Saved data entries
_ _ _ _ _ _ _

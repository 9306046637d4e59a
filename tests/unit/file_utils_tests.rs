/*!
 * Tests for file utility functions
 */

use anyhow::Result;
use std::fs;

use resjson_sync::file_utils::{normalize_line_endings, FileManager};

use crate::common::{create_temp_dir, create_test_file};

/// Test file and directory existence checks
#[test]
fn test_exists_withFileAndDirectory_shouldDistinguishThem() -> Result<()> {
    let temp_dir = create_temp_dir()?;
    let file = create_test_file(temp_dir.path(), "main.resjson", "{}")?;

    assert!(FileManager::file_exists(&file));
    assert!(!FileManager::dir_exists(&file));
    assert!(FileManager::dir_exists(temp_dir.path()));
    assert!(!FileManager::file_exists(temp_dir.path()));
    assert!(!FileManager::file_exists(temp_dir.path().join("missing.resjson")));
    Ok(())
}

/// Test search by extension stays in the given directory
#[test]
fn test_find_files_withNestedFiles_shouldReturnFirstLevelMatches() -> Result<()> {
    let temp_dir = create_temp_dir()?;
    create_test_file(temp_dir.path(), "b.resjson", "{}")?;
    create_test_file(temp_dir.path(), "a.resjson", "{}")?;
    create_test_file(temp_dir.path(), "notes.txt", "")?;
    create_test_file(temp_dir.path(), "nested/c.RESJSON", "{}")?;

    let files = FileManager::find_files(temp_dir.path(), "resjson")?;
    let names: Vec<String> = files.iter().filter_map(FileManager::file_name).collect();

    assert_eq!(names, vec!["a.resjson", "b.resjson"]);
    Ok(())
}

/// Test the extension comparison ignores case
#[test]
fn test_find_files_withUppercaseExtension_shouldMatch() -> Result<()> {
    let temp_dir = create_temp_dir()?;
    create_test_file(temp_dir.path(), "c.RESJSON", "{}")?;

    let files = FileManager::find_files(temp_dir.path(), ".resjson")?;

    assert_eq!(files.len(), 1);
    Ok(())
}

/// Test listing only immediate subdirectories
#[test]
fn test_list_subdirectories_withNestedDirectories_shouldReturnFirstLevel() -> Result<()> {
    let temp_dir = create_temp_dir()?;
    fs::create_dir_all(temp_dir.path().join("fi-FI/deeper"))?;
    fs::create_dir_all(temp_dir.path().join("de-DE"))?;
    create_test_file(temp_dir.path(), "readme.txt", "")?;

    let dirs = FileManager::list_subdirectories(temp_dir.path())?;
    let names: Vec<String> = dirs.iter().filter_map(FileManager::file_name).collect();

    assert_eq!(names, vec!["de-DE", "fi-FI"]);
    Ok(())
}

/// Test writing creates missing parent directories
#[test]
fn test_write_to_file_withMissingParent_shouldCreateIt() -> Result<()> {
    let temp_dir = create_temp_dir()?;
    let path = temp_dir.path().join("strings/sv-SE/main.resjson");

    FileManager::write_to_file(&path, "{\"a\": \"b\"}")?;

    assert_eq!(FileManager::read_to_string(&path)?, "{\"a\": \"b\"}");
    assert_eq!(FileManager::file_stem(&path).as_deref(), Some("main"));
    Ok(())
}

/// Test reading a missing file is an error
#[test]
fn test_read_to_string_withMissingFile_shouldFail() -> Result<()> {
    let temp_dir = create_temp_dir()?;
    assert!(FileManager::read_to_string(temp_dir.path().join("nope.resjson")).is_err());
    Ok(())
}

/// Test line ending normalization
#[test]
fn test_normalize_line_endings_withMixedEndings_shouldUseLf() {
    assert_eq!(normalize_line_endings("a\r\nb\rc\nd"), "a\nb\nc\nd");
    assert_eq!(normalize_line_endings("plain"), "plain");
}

_ _ _ _ _ _ _

• [TASK DIRECTIONS] Every line above needs to be repeated exactly as shown.

• [SOLUTION FOR THIS EXERCISE]
repository 9306046637d4e59a
filename tests/unit/file_utils_tests.rs
/*!
 * Tests for file utility functions
 */

use anyhow::Result;
use std::fs;

use resjson_sync::file_utils::{normalize_line_endings, FileManager};

use crate::common::{create_temp_dir, create_test_file};

/// Test file and directory existence checks
#[test]
fn test_exists_withFileAndDirectory_shouldDistinguishThem() -> Result<()> {
    let temp_dir = create_temp_dir()?;
    let file = create_test_file(temp_dir.path(), "main.resjson", "{}")?;

    assert!(FileManager::file_exists(&file));
    assert!(!FileManager::dir_exists(&file));
    assert!(FileManager::dir_exists(temp_dir.path()));
    assert!(!FileManager::file_exists(temp_dir.path()));
    assert!(!FileManager::file_exists(temp_dir.path().join("missing.resjson")));
    Ok(())
}

/// Test search by extension stays in the given directory
#[test]
fn test_find_files_withNestedFiles_shouldReturnFirstLevelMatches() -> Result<()> {
    let temp_dir = create_temp_dir()?;
    create_test_file(temp_dir.path(), "b.resjson", "{}")?;
    create_test_file(temp_dir.path(), "a.resjson", "{}")?;
    create_test_file(temp_dir.path(), "notes.txt", "")?;
    create_test_file(temp_dir.path(), "nested/c.RESJSON", "{}")?;

    let files = FileManager::find_files(temp_dir.path(), "resjson")?;
    let names: Vec<String> = files.iter().filter_map(FileManager::file_name).collect();

    assert_eq!(names, vec!["a.resjson", "b.resjson"]);
    Ok(())
}

/// Test the extension comparison ignores case
#[test]
fn test_find_files_withUppercaseExtension_shouldMatch() -> Result<()> {
    let temp_dir = create_temp_dir()?;
    create_test_file(temp_dir.path(), "c.RESJSON", "{}")?;

    let files = FileManager::find_files(temp_dir.path(), ".resjson")?;

    assert_eq!(files.len(), 1);
    Ok(())
}

/// Test listing only immediate subdirectories
#[test]
fn test_list_subdirectories_withNestedDirectories_shouldReturnFirstLevel() -> Result<()> {
    let temp_dir = create_temp_dir()?;
    fs::create_dir_all(temp_dir.path().join("fi-FI/deeper"))?;
    fs::create_dir_all(temp_dir.path().join("de-DE"))?;
    create_test_file(temp_dir.path(), "readme.txt", "")?;

    let dirs = FileManager::list_subdirectories(temp_dir.path())?;
    let names: Vec<String> = dirs.iter().filter_map(FileManager::file_name).collect();

    assert_eq!(names, vec!["de-DE", "fi-FI"]);
    Ok(())
}

/// Test writing creates missing parent directories
#[test]
fn test_write_to_file_withMissingParent_shouldCreateIt() -> Result<()> {
    let temp_dir = create_temp_dir()?;
    let path = temp_dir.path().join("strings/sv-SE/main.resjson");

    FileManager::write_to_file(&path, "{\"a\": \"b\"}")?;

    assert_eq!(FileManager::read_to_string(&path)?, "{\"a\": \"b\"}");
    assert_eq!(FileManager::file_stem(&path).as_deref(), Some("main"));
    Ok(())
}

/// Test reading a missing file is an error
#[test]
fn test_read_to_string_withMissingFile_shouldFail() -> Result<()> {
    let temp_dir = create_temp_dir()?;
    assert!(FileManager::read_to_string(temp_dir.path().join("nope.resjson")).is_err());
    Ok(())
}

/// Test line ending normalization
#[test]
fn test_normalize_line_endings_withMixedEndings_shouldUseLf() {
    assert_eq!(normalize_line_endings("a\r\nb\rc\nd"), "a\nb\nc\nd");
    assert_eq!(normalize_line_endings("plain"), "plain");
}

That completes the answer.